Exercise data>
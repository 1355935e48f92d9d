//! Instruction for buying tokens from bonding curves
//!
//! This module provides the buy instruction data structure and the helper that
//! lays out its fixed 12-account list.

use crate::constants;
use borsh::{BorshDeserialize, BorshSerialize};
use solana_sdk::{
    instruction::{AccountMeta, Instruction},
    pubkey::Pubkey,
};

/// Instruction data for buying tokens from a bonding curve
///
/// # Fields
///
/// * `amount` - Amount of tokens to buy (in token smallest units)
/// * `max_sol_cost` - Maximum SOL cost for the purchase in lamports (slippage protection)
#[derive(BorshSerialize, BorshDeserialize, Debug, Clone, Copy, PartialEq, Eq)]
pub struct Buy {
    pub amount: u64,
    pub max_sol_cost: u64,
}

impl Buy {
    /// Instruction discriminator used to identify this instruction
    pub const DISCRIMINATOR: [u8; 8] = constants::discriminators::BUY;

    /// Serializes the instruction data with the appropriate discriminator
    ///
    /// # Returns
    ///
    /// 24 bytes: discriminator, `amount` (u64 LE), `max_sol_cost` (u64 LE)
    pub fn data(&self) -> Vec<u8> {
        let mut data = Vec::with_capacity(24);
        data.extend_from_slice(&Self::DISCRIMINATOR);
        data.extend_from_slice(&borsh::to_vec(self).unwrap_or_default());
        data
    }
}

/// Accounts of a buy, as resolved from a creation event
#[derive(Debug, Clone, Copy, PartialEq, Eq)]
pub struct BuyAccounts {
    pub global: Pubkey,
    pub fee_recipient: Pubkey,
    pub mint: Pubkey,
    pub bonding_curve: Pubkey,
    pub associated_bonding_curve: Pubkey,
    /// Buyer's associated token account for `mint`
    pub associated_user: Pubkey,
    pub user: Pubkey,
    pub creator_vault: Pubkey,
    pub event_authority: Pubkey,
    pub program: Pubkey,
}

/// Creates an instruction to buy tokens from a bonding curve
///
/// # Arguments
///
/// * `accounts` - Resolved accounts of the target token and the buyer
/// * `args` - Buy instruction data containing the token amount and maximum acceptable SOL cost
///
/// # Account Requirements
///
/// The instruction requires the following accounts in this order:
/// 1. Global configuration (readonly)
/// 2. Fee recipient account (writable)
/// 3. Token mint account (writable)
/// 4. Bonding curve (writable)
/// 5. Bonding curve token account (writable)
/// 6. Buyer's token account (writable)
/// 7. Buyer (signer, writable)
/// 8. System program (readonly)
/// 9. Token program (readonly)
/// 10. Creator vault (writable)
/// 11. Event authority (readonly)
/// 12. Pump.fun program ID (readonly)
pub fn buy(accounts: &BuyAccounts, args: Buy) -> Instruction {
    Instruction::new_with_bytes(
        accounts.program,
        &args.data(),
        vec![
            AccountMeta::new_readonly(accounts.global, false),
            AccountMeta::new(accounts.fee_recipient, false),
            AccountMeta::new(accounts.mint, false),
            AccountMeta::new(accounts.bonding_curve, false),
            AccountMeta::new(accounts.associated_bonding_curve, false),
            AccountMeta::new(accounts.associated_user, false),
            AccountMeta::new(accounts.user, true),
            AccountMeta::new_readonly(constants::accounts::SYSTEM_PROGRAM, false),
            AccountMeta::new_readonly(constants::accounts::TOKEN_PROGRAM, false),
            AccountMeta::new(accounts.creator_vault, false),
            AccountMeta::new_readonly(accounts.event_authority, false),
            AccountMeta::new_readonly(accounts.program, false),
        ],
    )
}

---

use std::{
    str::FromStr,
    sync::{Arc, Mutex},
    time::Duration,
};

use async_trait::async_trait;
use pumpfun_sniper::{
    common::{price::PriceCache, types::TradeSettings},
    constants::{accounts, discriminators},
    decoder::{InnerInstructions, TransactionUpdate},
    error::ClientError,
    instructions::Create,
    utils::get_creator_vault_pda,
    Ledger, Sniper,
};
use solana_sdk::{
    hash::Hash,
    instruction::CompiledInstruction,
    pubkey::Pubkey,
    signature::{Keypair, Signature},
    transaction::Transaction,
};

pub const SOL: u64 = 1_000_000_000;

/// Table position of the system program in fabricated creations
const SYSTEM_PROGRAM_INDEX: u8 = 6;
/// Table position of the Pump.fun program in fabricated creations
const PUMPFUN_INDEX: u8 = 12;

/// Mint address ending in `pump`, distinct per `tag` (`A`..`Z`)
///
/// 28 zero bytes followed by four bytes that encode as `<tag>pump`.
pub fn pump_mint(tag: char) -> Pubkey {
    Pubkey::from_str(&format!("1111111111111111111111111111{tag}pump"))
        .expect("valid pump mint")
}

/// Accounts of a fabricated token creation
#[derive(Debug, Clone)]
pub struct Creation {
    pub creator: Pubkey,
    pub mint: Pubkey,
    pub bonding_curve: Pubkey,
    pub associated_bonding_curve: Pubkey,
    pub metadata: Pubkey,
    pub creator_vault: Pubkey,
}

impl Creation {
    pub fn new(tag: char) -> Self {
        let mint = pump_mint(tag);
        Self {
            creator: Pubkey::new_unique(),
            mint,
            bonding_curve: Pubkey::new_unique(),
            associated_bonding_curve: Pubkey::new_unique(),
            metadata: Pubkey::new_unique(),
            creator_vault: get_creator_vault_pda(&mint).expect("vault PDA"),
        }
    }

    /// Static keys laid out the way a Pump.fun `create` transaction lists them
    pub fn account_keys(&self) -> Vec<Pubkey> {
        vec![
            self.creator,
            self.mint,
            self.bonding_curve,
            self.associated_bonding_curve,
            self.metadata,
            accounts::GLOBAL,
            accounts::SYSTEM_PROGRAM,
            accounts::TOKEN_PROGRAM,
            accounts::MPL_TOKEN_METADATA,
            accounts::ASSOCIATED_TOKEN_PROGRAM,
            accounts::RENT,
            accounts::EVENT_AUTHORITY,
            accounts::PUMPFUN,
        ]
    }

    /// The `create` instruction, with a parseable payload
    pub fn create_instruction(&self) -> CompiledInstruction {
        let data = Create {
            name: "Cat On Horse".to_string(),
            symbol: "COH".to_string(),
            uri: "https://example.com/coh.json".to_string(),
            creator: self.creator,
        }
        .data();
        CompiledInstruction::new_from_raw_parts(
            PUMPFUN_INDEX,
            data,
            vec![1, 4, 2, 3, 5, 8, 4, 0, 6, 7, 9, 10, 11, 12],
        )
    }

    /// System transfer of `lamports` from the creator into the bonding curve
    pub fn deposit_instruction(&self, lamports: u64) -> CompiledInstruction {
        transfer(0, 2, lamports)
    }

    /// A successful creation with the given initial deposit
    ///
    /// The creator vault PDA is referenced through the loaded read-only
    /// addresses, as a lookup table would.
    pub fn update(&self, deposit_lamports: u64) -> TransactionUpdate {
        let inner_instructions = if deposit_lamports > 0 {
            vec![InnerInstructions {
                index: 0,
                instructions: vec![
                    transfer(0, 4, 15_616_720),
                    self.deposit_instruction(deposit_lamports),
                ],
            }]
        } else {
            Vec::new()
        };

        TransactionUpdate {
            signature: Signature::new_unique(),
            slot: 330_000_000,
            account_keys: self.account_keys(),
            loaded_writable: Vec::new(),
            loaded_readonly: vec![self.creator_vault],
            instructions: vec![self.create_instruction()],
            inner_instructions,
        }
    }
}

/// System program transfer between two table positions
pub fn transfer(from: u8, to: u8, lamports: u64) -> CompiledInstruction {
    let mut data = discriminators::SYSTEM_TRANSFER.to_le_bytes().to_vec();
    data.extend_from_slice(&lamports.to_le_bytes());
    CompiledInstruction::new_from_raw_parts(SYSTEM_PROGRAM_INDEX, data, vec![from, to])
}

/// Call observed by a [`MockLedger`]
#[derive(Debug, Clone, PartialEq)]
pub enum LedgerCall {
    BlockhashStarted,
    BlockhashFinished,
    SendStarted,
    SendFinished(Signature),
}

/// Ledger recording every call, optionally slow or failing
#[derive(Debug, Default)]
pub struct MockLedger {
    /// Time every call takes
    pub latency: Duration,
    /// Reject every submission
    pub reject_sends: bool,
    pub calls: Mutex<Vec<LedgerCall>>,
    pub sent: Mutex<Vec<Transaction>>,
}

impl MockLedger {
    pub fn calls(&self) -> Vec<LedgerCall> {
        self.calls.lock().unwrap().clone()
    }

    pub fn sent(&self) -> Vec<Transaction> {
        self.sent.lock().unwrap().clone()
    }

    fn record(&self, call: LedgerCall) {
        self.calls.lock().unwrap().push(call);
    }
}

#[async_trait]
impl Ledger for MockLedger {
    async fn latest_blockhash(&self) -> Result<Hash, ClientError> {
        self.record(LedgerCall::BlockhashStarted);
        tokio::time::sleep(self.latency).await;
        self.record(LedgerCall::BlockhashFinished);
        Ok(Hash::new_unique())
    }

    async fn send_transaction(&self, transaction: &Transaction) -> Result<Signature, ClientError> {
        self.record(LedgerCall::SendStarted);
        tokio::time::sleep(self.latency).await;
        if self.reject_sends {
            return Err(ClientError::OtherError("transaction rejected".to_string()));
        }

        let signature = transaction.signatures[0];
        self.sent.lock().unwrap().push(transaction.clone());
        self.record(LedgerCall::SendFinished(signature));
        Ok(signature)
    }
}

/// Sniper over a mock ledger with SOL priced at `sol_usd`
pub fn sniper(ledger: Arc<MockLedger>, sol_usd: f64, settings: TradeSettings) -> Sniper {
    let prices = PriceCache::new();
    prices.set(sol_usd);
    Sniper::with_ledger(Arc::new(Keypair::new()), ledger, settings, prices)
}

Exercise requirements>
Search the material above for the string "Mutex", and copy every line in which it turns up.

Response>
    sync::{Arc, Mutex},
    pub calls: Mutex<Vec<LedgerCall>>,
    pub sent: Mutex<Vec<Transaction>>,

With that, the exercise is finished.